» **What you should do**:
Show me each line of the listing below where the word "filename" appears.

» **Records shown**:
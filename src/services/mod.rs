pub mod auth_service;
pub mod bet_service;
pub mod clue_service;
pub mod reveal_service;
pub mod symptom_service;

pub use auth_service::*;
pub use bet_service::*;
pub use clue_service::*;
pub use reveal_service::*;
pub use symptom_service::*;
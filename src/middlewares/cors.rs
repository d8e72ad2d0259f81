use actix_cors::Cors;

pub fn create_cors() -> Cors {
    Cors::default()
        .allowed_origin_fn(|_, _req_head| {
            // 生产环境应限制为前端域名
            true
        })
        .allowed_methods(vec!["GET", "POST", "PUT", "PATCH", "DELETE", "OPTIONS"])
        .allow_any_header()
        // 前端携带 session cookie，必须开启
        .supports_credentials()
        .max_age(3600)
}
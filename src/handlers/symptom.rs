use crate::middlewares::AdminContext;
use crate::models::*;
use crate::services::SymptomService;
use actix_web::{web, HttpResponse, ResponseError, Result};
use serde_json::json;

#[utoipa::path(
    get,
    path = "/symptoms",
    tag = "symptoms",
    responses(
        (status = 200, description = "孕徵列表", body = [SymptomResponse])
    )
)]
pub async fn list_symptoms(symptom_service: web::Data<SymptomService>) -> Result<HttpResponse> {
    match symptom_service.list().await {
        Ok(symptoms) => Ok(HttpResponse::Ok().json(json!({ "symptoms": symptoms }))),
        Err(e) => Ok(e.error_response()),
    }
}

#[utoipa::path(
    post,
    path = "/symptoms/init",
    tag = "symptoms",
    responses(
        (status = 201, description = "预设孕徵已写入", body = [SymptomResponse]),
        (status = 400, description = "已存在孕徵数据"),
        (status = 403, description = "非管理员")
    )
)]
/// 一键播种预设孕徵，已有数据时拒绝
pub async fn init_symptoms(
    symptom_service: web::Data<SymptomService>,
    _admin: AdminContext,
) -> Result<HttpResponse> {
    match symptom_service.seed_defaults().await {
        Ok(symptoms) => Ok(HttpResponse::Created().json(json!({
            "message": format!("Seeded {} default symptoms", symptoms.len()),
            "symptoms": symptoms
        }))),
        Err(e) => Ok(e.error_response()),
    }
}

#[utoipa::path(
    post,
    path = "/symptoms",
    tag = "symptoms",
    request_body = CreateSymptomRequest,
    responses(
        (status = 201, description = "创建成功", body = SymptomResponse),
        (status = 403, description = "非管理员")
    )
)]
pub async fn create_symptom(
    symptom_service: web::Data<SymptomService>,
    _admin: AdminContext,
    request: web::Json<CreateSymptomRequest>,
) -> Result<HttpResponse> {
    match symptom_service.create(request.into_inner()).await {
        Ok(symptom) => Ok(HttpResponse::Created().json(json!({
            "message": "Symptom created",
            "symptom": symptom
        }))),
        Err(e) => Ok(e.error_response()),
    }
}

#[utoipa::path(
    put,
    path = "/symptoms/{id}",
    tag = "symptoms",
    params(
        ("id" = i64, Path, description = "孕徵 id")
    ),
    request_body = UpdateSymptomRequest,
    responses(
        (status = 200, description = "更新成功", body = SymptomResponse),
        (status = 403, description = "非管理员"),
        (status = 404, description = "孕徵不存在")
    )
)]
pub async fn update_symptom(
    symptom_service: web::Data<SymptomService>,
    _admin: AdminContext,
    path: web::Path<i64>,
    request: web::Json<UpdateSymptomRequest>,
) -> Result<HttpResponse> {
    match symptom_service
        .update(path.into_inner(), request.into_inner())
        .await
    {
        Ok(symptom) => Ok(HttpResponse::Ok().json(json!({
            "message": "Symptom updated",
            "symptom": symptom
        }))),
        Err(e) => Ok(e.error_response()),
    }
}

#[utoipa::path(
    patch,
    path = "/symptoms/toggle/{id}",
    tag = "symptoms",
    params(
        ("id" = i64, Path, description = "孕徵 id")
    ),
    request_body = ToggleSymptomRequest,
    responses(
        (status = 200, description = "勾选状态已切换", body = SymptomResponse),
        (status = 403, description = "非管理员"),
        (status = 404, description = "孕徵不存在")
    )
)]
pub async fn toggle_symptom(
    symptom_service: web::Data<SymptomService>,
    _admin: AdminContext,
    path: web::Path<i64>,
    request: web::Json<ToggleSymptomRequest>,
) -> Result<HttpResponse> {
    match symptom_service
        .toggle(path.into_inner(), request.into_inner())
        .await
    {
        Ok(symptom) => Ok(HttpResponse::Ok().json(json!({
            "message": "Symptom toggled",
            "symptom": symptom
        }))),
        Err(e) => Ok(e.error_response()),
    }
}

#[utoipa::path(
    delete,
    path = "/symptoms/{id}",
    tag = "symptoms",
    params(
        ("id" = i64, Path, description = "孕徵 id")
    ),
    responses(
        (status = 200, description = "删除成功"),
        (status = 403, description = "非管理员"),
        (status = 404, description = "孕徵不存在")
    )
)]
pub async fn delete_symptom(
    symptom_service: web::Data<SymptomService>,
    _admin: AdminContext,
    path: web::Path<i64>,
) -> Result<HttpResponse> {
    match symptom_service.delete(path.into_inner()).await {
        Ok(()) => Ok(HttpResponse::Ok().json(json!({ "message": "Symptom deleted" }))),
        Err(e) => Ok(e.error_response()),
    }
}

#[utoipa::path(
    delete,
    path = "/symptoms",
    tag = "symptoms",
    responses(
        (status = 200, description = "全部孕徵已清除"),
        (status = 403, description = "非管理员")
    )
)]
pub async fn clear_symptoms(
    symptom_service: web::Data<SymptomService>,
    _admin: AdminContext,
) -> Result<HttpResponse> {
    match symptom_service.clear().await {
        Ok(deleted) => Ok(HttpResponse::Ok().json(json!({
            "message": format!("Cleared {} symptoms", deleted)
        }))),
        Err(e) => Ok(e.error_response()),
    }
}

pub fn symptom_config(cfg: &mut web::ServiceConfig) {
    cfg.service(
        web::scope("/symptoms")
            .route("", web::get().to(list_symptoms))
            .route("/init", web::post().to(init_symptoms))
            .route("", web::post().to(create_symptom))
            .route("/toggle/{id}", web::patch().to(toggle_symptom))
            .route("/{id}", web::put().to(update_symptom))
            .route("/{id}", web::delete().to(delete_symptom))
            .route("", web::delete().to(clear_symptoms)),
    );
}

» **Answer for the task**:
filename src/services/mod.rs
filename src/middlewares/cors.rs
filename src/handlers/symptom.rs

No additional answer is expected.